Study material Start Marker

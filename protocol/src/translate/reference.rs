//! Reference transaction mapping.

use crate::signer::{RefInput, RefOutput, ReferenceTransaction};
use crate::transaction::DecodedTransaction;

/// Structural copy of a decoded transaction into the form the signer uses
/// to check input amounts and scripts.
pub fn to_reference_transaction(tx: &DecodedTransaction) -> ReferenceTransaction {
    ReferenceTransaction {
        hash: tx.hash,
        version: tx.version,
        lock_time: tx.lock_time,
        expiry: tx.expiry,
        inputs: tx
            .inputs
            .iter()
            .map(|i| RefInput {
                prev_hash: i.prev_hash,
                prev_index: i.prev_index,
                sequence: i.sequence,
                script_sig: i.signature_script.clone(),
                decred_tree: i.tree.unwrap_or_default(),
            })
            .collect(),
        bin_outputs: tx
            .outputs
            .iter()
            .map(|o| RefOutput {
                amount: o.value,
                script_pubkey: o.script.clone(),
                decred_script_version: o.script_version,
            })
            .collect(),
    }
}
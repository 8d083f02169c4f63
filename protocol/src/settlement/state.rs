//! Ticket purchase state machine.
//!
//! A purchase only ever moves forward:
//!
//! ```text
//!   Constructed ─▶ SplitSigned ─▶ SplitPublished ─▶ TicketSigned ─▶ TicketPublished
//!                                                                        │
//!                              FeePaid ◀─┬─ FeeRequested ◀───────────────┤
//!                       FeeAlreadyPaid ◀─┴───────────────────────────────┘
//!
//!   any non-terminal state ─▶ Failed
//! ```
//!
//! `FeePaid`, `FeeAlreadyPaid` and `Failed` are terminal. With several
//! tickets the purchase-level state reports the furthest phase every ticket
//! has reached; per-ticket detail lives in [`TicketProgress`].

use chrono::{DateTime, Utc};
use serde::{Deserialize, Serialize};
use std::fmt;
use uuid::Uuid;

use super::error::Phase;
use crate::codec::Hash;

// ---------------------------------------------------------------------------
// TicketPurchaseState
// ---------------------------------------------------------------------------

#[derive(Debug, Clone, Copy, PartialEq, Eq, Hash, Serialize, Deserialize)]
pub enum TicketPurchaseState {
    Constructed,
    SplitSigned,
    SplitPublished,
    TicketSigned,
    TicketPublished,
    FeeRequested,
    FeePaid,
    FeeAlreadyPaid,
    Failed,
}

impl TicketPurchaseState {
    pub fn is_terminal(self) -> bool {
        matches!(
            self,
            TicketPurchaseState::FeePaid
                | TicketPurchaseState::FeeAlreadyPaid
                | TicketPurchaseState::Failed
        )
    }

    fn rank(self) -> u8 {
        match self {
            TicketPurchaseState::Constructed => 0,
            TicketPurchaseState::SplitSigned => 1,
            TicketPurchaseState::SplitPublished => 2,
            TicketPurchaseState::TicketSigned => 3,
            TicketPurchaseState::TicketPublished => 4,
            TicketPurchaseState::FeeRequested => 5,
            TicketPurchaseState::FeePaid
            | TicketPurchaseState::FeeAlreadyPaid
            | TicketPurchaseState::Failed => 6,
        }
    }

    /// Whether `next` is a legal successor. Staying put is legal for
    /// non-terminal states.
    pub fn can_advance_to(self, next: TicketPurchaseState) -> bool {
        if self.is_terminal() {
            return false;
        }
        next == TicketPurchaseState::Failed || next.rank() >= self.rank()
    }
}

impl fmt::Display for TicketPurchaseState {
    fn fmt(&self, f: &mut fmt::Formatter<'_>) -> fmt::Result {
        let s = match self {
            TicketPurchaseState::Constructed => "constructed",
            TicketPurchaseState::SplitSigned => "split_signed",
            TicketPurchaseState::SplitPublished => "split_published",
            TicketPurchaseState::TicketSigned => "ticket_signed",
            TicketPurchaseState::TicketPublished => "ticket_published",
            TicketPurchaseState::FeeRequested => "fee_requested",
            TicketPurchaseState::FeePaid => "fee_paid",
            TicketPurchaseState::FeeAlreadyPaid => "fee_already_paid",
            TicketPurchaseState::Failed => "failed",
        };
        f.write_str(s)
    }
}

// ---------------------------------------------------------------------------
// Per-ticket progress
// ---------------------------------------------------------------------------

/// How far one ticket of a purchase has come.
#[derive(Debug, Clone, Copy, PartialEq, Eq, Serialize, Deserialize)]
pub enum TicketStage {
    Pending,
    Signed,
    Published,
    FeeRequested,
    FeePaid,
    FeeAlreadyPaid,
}

impl TicketStage {
    pub fn is_settled(self) -> bool {
        matches!(self, TicketStage::FeePaid | TicketStage::FeeAlreadyPaid)
    }
}

#[derive(Debug, Clone, PartialEq, Eq, Serialize, Deserialize)]
pub struct TicketProgress {
    /// Known once the ticket has been decoded.
    pub hash: Option<Hash>,
    pub stage: TicketStage,
    pub fee_address: Option<String>,
    pub fee_amount: Option<u64>,
}

impl TicketProgress {
    pub fn pending() -> Self {
        Self {
            hash: None,
            stage: TicketStage::Pending,
            fee_address: None,
            fee_amount: None,
        }
    }
}

/// Where and why a purchase stopped.
#[derive(Debug, Clone, PartialEq, Eq, Serialize, Deserialize)]
pub struct Failure {
    /// `None` for failures not tied to a collaborator call.
    pub phase: Option<Phase>,
    pub message: String,
}

// ---------------------------------------------------------------------------
// PurchaseRecord
// ---------------------------------------------------------------------------

/// Everything known about one ticket purchase, persisted at each phase
/// boundary.
#[derive(Debug, Clone, PartialEq, Eq, Serialize, Deserialize)]
pub struct PurchaseRecord {
    pub id: Uuid,
    pub network: String,
    pub account: u32,
    state: TicketPurchaseState,
    pub split_hash: Option<Hash>,
    pub tickets: Vec<TicketProgress>,
    pub failure: Option<Failure>,
    pub created_at: DateTime<Utc>,
    pub updated_at: DateTime<Utc>,
}

impl PurchaseRecord {
    /// A fresh purchase of `num_tickets` tickets.
    pub fn new(network: impl Into<String>, account: u32, num_tickets: usize) -> Self {
        let now = Utc::now();
        Self {
            id: Uuid::new_v4(),
            network: network.into(),
            account,
            state: TicketPurchaseState::Constructed,
            split_hash: None,
            tickets: vec![TicketProgress::pending(); num_tickets],
            failure: None,
            created_at: now,
            updated_at: now,
        }
    }

    /// A record for fee negotiation picked up from an already published
    /// ticket.
    pub fn resumed(network: impl Into<String>, account: u32, ticket: Hash) -> Self {
        let mut record = Self::new(network, account, 1);
        record.state = TicketPurchaseState::TicketPublished;
        record.tickets[0].hash = Some(ticket);
        record.tickets[0].stage = TicketStage::Published;
        record
    }

    pub fn state(&self) -> TicketPurchaseState {
        self.state
    }

    pub fn is_terminal(&self) -> bool {
        self.state.is_terminal()
    }

    /// Moves to `next` if that is a legal step. Terminal states are
    /// immutable. Returns whether the state changed.
    pub fn advance(&mut self, next: TicketPurchaseState) -> bool {
        if !self.state.can_advance_to(next) {
            return false;
        }
        let changed = self.state != next;
        self.state = next;
        self.updated_at = Utc::now();
        changed
    }

    /// Marks the purchase failed. No effect once terminal.
    pub fn fail(&mut self, phase: Option<Phase>, message: impl Into<String>) {
        if self.advance(TicketPurchaseState::Failed) {
            self.failure = Some(Failure {
                phase,
                message: message.into(),
            });
        }
    }

    /// Settles the purchase once every ticket's fee is resolved: already
    /// paid only if every ticket was. A record without tickets never settles.
    pub fn settle(&mut self) -> bool {
        if self.tickets.is_empty() || !self.tickets.iter().all(|t| t.stage.is_settled()) {
            return false;
        }
        let all_already_paid = self
            .tickets
            .iter()
            .all(|t| t.stage == TicketStage::FeeAlreadyPaid);
        self.advance(if all_already_paid {
            TicketPurchaseState::FeeAlreadyPaid
        } else {
            TicketPurchaseState::FeePaid
        })
    }

    pub fn ticket_hashes(&self) -> Vec<Hash> {
        self.tickets.iter().filter_map(|t| t.hash).collect()
    }
}

// ---------------------------------------------------------------------------
// Tests
// ---------------------------------------------------------------------------
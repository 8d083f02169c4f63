//! Signer request types.
//!
//! These are the shapes a hardware signer's `SignTx` flow consumes. Field
//! names follow the signer's wire vocabulary (`address_n`, `prev_hash`,
//! `bin_outputs`) so a request serializes straight into what the transport
//! layer forwards to the device.

use serde::{Deserialize, Serialize};
use std::fmt;

use super::path::DerivationPath;
use crate::codec::{decimal_string, hex_bytes, Hash};
use crate::transaction::Tree;

// ---------------------------------------------------------------------------
// Script types
// ---------------------------------------------------------------------------

/// How the signer should build the signature script of an input.
#[derive(Debug, Clone, Copy, PartialEq, Eq, Hash, Default, Serialize, Deserialize)]
pub enum InputScriptType {
    /// Standard pay-to-pubkey-hash spend.
    #[default]
    #[serde(rename = "SPENDADDRESS")]
    SpendAddress,
    /// Spend of a vote (stake generation) output.
    #[serde(rename = "SPENDSSGEN")]
    SpendSsGen,
    /// Spend of a revocation output.
    #[serde(rename = "SPENDSSRTX")]
    SpendSsRtx,
}

impl fmt::Display for InputScriptType {
    fn fmt(&self, f: &mut fmt::Formatter<'_>) -> fmt::Result {
        match self {
            Self::SpendAddress => write!(f, "SPENDADDRESS"),
            Self::SpendSsGen => write!(f, "SPENDSSGEN"),
            Self::SpendSsRtx => write!(f, "SPENDSSRTX"),
        }
    }
}

/// What kind of script the signer should produce for an output.
#[derive(Debug, Clone, Copy, PartialEq, Eq, Hash, Serialize, Deserialize)]
pub enum OutputScriptType {
    #[serde(rename = "PAYTOADDRESS")]
    PayToAddress,
    #[serde(rename = "PAYTOOPRETURN")]
    PayToOpReturn,
    #[serde(rename = "SSTXSUBMISSIONPKH")]
    SstxSubmissionPkh,
    #[serde(rename = "SSTXSUBMISSIONSH")]
    SstxSubmissionSh,
    #[serde(rename = "SSTXCOMMITMENTOWNED")]
    SstxCommitmentOwned,
    #[serde(rename = "SSTXCHANGE")]
    SstxChange,
}

impl fmt::Display for OutputScriptType {
    fn fmt(&self, f: &mut fmt::Formatter<'_>) -> fmt::Result {
        let s = match self {
            Self::PayToAddress => "PAYTOADDRESS",
            Self::PayToOpReturn => "PAYTOOPRETURN",
            Self::SstxSubmissionPkh => "SSTXSUBMISSIONPKH",
            Self::SstxSubmissionSh => "SSTXSUBMISSIONSH",
            Self::SstxCommitmentOwned => "SSTXCOMMITMENTOWNED",
            Self::SstxChange => "SSTXCHANGE",
        };
        f.write_str(s)
    }
}

// ---------------------------------------------------------------------------
// SignerInput / SignerOutput
// ---------------------------------------------------------------------------

/// An input the signer is asked to sign.
#[derive(Debug, Clone, PartialEq, Eq, Serialize, Deserialize)]
pub struct SignerInput {
    pub prev_hash: Hash,
    pub prev_index: u32,
    #[serde(with = "decimal_string")]
    pub amount: u64,
    pub sequence: u32,
    pub address_n: DerivationPath,
    pub decred_tree: Tree,
    pub script_type: InputScriptType,
}

/// Where an output's value goes.
///
/// An enum rather than a pair of optionals: an output can never carry both
/// an address and a derivation path, nor neither.
#[derive(Debug, Clone, PartialEq, Eq, Serialize, Deserialize)]
#[serde(rename_all = "snake_case")]
pub enum OutputDestination {
    /// A foreign address, shown to the user for confirmation.
    Address(String),
    /// One of the wallet's own addresses; the signer derives it itself.
    AddressN(DerivationPath),
    /// Raw data for an OP_RETURN output.
    OpReturnData(#[serde(with = "hex_bytes")] Vec<u8>),
}

/// An output of the transaction being signed.
#[derive(Debug, Clone, PartialEq, Eq, Serialize, Deserialize)]
pub struct SignerOutput {
    #[serde(with = "decimal_string")]
    pub amount: u64,
    pub script_type: OutputScriptType,
    #[serde(flatten)]
    pub destination: OutputDestination,
}

impl SignerOutput {
    pub fn to_address(amount: u64, script_type: OutputScriptType, address: impl Into<String>) -> Self {
        Self {
            amount,
            script_type,
            destination: OutputDestination::Address(address.into()),
        }
    }

    pub fn to_path(amount: u64, script_type: OutputScriptType, path: DerivationPath) -> Self {
        Self {
            amount,
            script_type,
            destination: OutputDestination::AddressN(path),
        }
    }

    pub fn address(&self) -> Option<&str> {
        match &self.destination {
            OutputDestination::Address(a) => Some(a),
            _ => None,
        }
    }

    pub fn address_n(&self) -> Option<&DerivationPath> {
        match &self.destination {
            OutputDestination::AddressN(p) => Some(p),
            _ => None,
        }
    }
}

// ---------------------------------------------------------------------------
// Reference transactions
// ---------------------------------------------------------------------------

/// An input of a reference transaction.
#[derive(Debug, Clone, PartialEq, Eq, Serialize, Deserialize)]
pub struct RefInput {
    pub prev_hash: Hash,
    pub prev_index: u32,
    pub sequence: u32,
    #[serde(with = "hex_bytes")]
    pub script_sig: Vec<u8>,
    pub decred_tree: Tree,
}

/// An output of a reference transaction: value and locking script.
#[derive(Debug, Clone, PartialEq, Eq, Serialize, Deserialize)]
pub struct RefOutput {
    #[serde(with = "decimal_string")]
    pub amount: u64,
    #[serde(with = "hex_bytes")]
    pub script_pubkey: Vec<u8>,
    pub decred_script_version: u16,
}

/// A previous transaction presented to the signer so it can verify input
/// amounts and scripts without trusting the host.
#[derive(Debug, Clone, PartialEq, Eq, Serialize, Deserialize)]
pub struct ReferenceTransaction {
    pub hash: Hash,
    pub version: u32,
    pub lock_time: u32,
    pub expiry: u32,
    pub inputs: Vec<RefInput>,
    pub bin_outputs: Vec<RefOutput>,
}

// ---------------------------------------------------------------------------
// SignRequest
// ---------------------------------------------------------------------------

/// Everything the signer needs to sign one transaction.
#[derive(Debug, Clone, PartialEq, Eq, Serialize, Deserialize)]
pub struct SignRequest {
    pub coin_name: String,
    pub version: u32,
    pub lock_time: u32,
    pub expiry: u32,
    pub inputs: Vec<SignerInput>,
    pub outputs: Vec<SignerOutput>,
    pub ref_txs: Vec<ReferenceTransaction>,
}
//! In-memory wallet, signer and VSP shared by the integration tests.
//!
//! Raw transactions are fake: a one-byte tag (`0x00` unsigned, `0x01`
//! signed) followed by the 32-byte hash. The wallet and the signer share one
//! [`Ledger`] so the signer can tell which transaction a request is for.

#![allow(dead_code)]

use std::collections::{HashMap, VecDeque};
use std::sync::Arc;

use async_trait::async_trait;
use parking_lot::Mutex;

use ticketsign_protocol::codec::address::encode_unchecked;
use ticketsign_protocol::codec::{decode_address, Hash};
use ticketsign_protocol::config::{NetworkParams, OP_SSTX, OP_SSTXCHANGE};
use ticketsign_protocol::signer::{
    DerivationPath, MessageSignature, SignRequest, Signer, SignerError,
};
use ticketsign_protocol::stake::{commitment_output_script, commitment_script};
use ticketsign_protocol::transaction::{DecodedTransaction, TxInput, TxOutput};
use ticketsign_protocol::vsp::{
    FeeAddressResponse, PayFeeResponse, SignedBody, VspError, VspService,
};
use ticketsign_protocol::wallet::{
    AccountBalance, AddressOracle, AddressValidation, ConstructedTransaction, PaymentOutput,
    TicketRequest, UnsignedTicket, UnsignedTicketPurchase, WalletError, WalletService,
};

pub const TICKET_PRICE: u64 = 200_000_000;
pub const FEE_AMOUNT: u64 = 1_500_000;
pub const FUNDING_AMOUNT: u64 = 1_000_000_000;
pub const BEST_HEIGHT: u32 = 25_000;
pub const VOTING_KEY: &str = "PtWVDUidYaiiNT5e2Sfb1Ah4evbaSopZJkkpFBuzkJYcYteugvdFg";

// ---------------------------------------------------------------------------
// Fixtures
// ---------------------------------------------------------------------------

pub fn address(params: &NetworkParams, byte: u8) -> String {
    encode_unchecked(params.pubkey_hash_addr_id, &[byte; 20])
}

pub fn script_address(params: &NetworkParams, byte: u8) -> String {
    encode_unchecked(params.script_hash_addr_id, &[byte; 20])
}

pub fn input(prev: Hash, index: u32, amount: u64) -> TxInput {
    TxInput {
        prev_hash: prev,
        prev_index: index,
        amount_in: amount,
        sequence: u32::MAX,
        tree: None,
        signature_script: vec![],
    }
}

pub fn output(index: u32, value: u64, addr: &str, script: Vec<u8>) -> TxOutput {
    TxOutput {
        value,
        addresses: vec![addr.to_string()],
        script_version: 0,
        index,
        script,
    }
}

fn p2pkh(index: u32, value: u64, addr: &str) -> TxOutput {
    output(index, value, addr, vec![0x76, 0xa9, 0x14])
}

pub fn unsigned_raw(hash: &Hash) -> Vec<u8> {
    let mut raw = vec![0x00];
    raw.extend_from_slice(hash.as_bytes());
    raw
}

pub fn signed_raw(hash: &Hash) -> Vec<u8> {
    let mut raw = vec![0x01];
    raw.extend_from_slice(hash.as_bytes());
    raw
}

fn raw_hash(raw: &[u8]) -> Option<Hash> {
    Hash::from_raw(raw.get(1..)?).ok()
}

// ---------------------------------------------------------------------------
// Ledger
// ---------------------------------------------------------------------------

#[derive(Default)]
pub struct Ledger {
    txs: HashMap<Hash, DecodedTransaction>,
    next_id: u32,
    published: Vec<Hash>,
}

impl Ledger {
    pub fn insert(&mut self, inputs: Vec<TxInput>, outputs: Vec<TxOutput>) -> Hash {
        self.next_id += 1;
        let mut bytes = [0xeeu8; 32];
        bytes[..4].copy_from_slice(&self.next_id.to_be_bytes());
        let hash = Hash::from(bytes);
        self.txs.insert(
            hash,
            DecodedTransaction {
                hash,
                version: 1,
                lock_time: 0,
                expiry: 0,
                inputs,
                outputs,
            },
        );
        hash
    }

    pub fn get(&self, hash: &Hash) -> Option<DecodedTransaction> {
        self.txs.get(hash).cloned()
    }

    /// The transaction spending exactly `outpoints`, in order.
    fn find_by_outpoints(&self, outpoints: &[(Hash, u32)]) -> Option<Hash> {
        self.txs
            .values()
            .find(|tx| {
                tx.inputs.len() == outpoints.len()
                    && tx
                        .inputs
                        .iter()
                        .zip(outpoints)
                        .all(|(i, (h, n))| i.prev_hash == *h && i.prev_index == *n)
            })
            .map(|tx| tx.hash)
    }
}
// Translation benchmarks.
//
// Measures building a complete sign request from a decoded transaction
// as the number of inputs grows. Address ownership is answered from an
// in-memory address book.

use criterion::{criterion_group, criterion_main, BenchmarkId, Criterion, Throughput};
use std::collections::BTreeSet;

use ticketsign_protocol::codec::address::encode_unchecked;
use ticketsign_protocol::codec::Hash;
use ticketsign_protocol::config::NetworkParams;
use ticketsign_protocol::transaction::{
    index_by_hash, DecodedTransaction, InputTransactions, TxInput, TxOutput,
};
use ticketsign_protocol::translate::build_sign_request;
use ticketsign_protocol::wallet::AddressBook;

fn p2pkh(index: u32, value: u64, address: &str) -> TxOutput {
    TxOutput {
        value,
        addresses: vec![address.to_string()],
        script_version: 0,
        index,
        script: vec![0x76, 0xa9, 0x14],
    }
}

/// A transaction spending `n` owned outputs of one source, paying one
/// foreign address plus change.
fn setup(n: u32, params: &NetworkParams) -> (DecodedTransaction, InputTransactions, AddressBook) {
    let mut book = AddressBook::new();
    let source_hash = Hash::from([0x11; 32]);

    let mut source_outputs = Vec::new();
    let mut inputs = Vec::new();
    for i in 0..n {
        let address = encode_unchecked(params.pubkey_hash_addr_id, &[i as u8; 20]);
        book.insert_owned(address.clone(), 0, false, i);
        source_outputs.push(p2pkh(i, 100_000_000, &address));
        inputs.push(TxInput {
            prev_hash: source_hash,
            prev_index: i,
            amount_in: 100_000_000,
            sequence: u32::MAX,
            tree: None,
            signature_script: vec![],
        });
    }

    let foreign = encode_unchecked(params.pubkey_hash_addr_id, &[0xfe; 20]);
    let change = encode_unchecked(params.pubkey_hash_addr_id, &[0xfd; 20]);
    book.insert_foreign(foreign.clone(), false);
    book.insert_owned(change.clone(), 0, true, 0);

    let source = DecodedTransaction {
        hash: source_hash,
        version: 1,
        lock_time: 0,
        expiry: 0,
        inputs: vec![],
        outputs: source_outputs,
    };
    let tx = DecodedTransaction {
        hash: Hash::from([0x22; 32]),
        version: 1,
        lock_time: 0,
        expiry: 0,
        inputs,
        outputs: vec![
            p2pkh(0, u64::from(n) * 50_000_000, &foreign),
            p2pkh(1, u64::from(n) * 49_000_000, &change),
        ],
    };
    (tx, index_by_hash(vec![source]), book)
}

fn bench_build_sign_request(c: &mut Criterion) {
    let params = NetworkParams::mainnet();
    let rt = tokio::runtime::Builder::new_current_thread()
        .build()
        .unwrap();
    let change: BTreeSet<u32> = [1].into_iter().collect();

    let mut group = c.benchmark_group("translate/build_sign_request");
    for n in [1u32, 10, 100] {
        let (tx, input_txs, book) = setup(n, &params);
        group.throughput(Throughput::Elements(u64::from(n)));
        group.bench_with_input(BenchmarkId::from_parameter(n), &n, |b, _| {
            b.iter(|| {
                rt.block_on(build_sign_request(&tx, &input_txs, &change, &book, &params))
                    .unwrap()
            });
        });
    }
    group.finish();
}

criterion_group!(benches, bench_build_sign_request);
criterion_main!(benches);
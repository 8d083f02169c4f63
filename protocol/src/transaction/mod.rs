//! # Transactions
//!
//! Transactions as the wallet decodes them. Nothing here serializes or
//! hashes a transaction: the wallet does both, and these types only carry
//! its answers to the translator.
//!
//! Hashes arrive in wire order and are kept as [`Hash`](crate::codec::Hash),
//! which displays them byte-reversed. Scripts are plain bytes.

pub mod types;

pub use types::{
    index_by_hash, DecodedTransaction, InputTransactions, Tree, TxInput, TxOutput,
};
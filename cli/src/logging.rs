//! # Structured Logging
//!
//! Initializes the `tracing` subscriber with a pretty or JSON formatter and
//! `RUST_LOG` filtering. Logs go to stderr; stdout carries command output.

use tracing_subscriber::{fmt, layer::SubscriberExt, util::SubscriberInitExt, EnvFilter};

/// Log output format.
#[derive(Debug, Clone, Copy, PartialEq, Eq)]
pub enum LogFormat {
    /// Human-readable output.
    Pretty,
    /// JSON lines.
    Json,
}

impl LogFormat {
    /// Accepts "json" or "pretty" (case-insensitive). Anything else is
    /// `Pretty`.
    pub fn from_str_lossy(s: &str) -> Self {
        match s.to_lowercase().as_str() {
            "json" => LogFormat::Json,
            _ => LogFormat::Pretty,
        }
    }
}

/// Initialize the global tracing subscriber. Call once, early in `main()`.
///
/// `RUST_LOG` overrides `default_level` when set, e.g.
///
/// ```text
/// RUST_LOG=ticketsign=debug,ticketsign_protocol=debug
/// ```
pub fn init_logging(default_level: &str, format: LogFormat) {
    let env_filter =
        EnvFilter::try_from_default_env().unwrap_or_else(|_| EnvFilter::new(default_level));

    match format {
        LogFormat::Pretty => {
            tracing_subscriber::registry()
                .with(env_filter)
                .with(
                    fmt::layer()
                        .with_writer(std::io::stderr)
                        .with_target(true)
                        .with_file(false),
                )
                .init();
        }
        LogFormat::Json => {
            tracing_subscriber::registry()
                .with(env_filter)
                .with(
                    fmt::layer()
                        .json()
                        .with_writer(std::io::stderr)
                        .with_target(true),
                )
                .init();
        }
    }

    tracing::debug!(?format, "logging initialized");
}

Study material End Marker

Transcribe exactly, and only, the lines from the opening line of the records through the line containing "bin_outputs: tx".

Response to this exercise:
filename protocol/src/translate/reference.rs
//! Reference transaction mapping.

use crate::signer::{RefInput, RefOutput, ReferenceTransaction};
use crate::transaction::DecodedTransaction;

/// Structural copy of a decoded transaction into the form the signer uses
/// to check input amounts and scripts.
pub fn to_reference_transaction(tx: &DecodedTransaction) -> ReferenceTransaction {
    ReferenceTransaction {
        hash: tx.hash,
        version: tx.version,
        lock_time: tx.lock_time,
        expiry: tx.expiry,
        inputs: tx
            .inputs
            .iter()
            .map(|i| RefInput {
                prev_hash: i.prev_hash,
                prev_index: i.prev_index,
                sequence: i.sequence,
                script_sig: i.signature_script.clone(),
                decred_tree: i.tree.unwrap_or_default(),
            })
            .collect(),
        bin_outputs: tx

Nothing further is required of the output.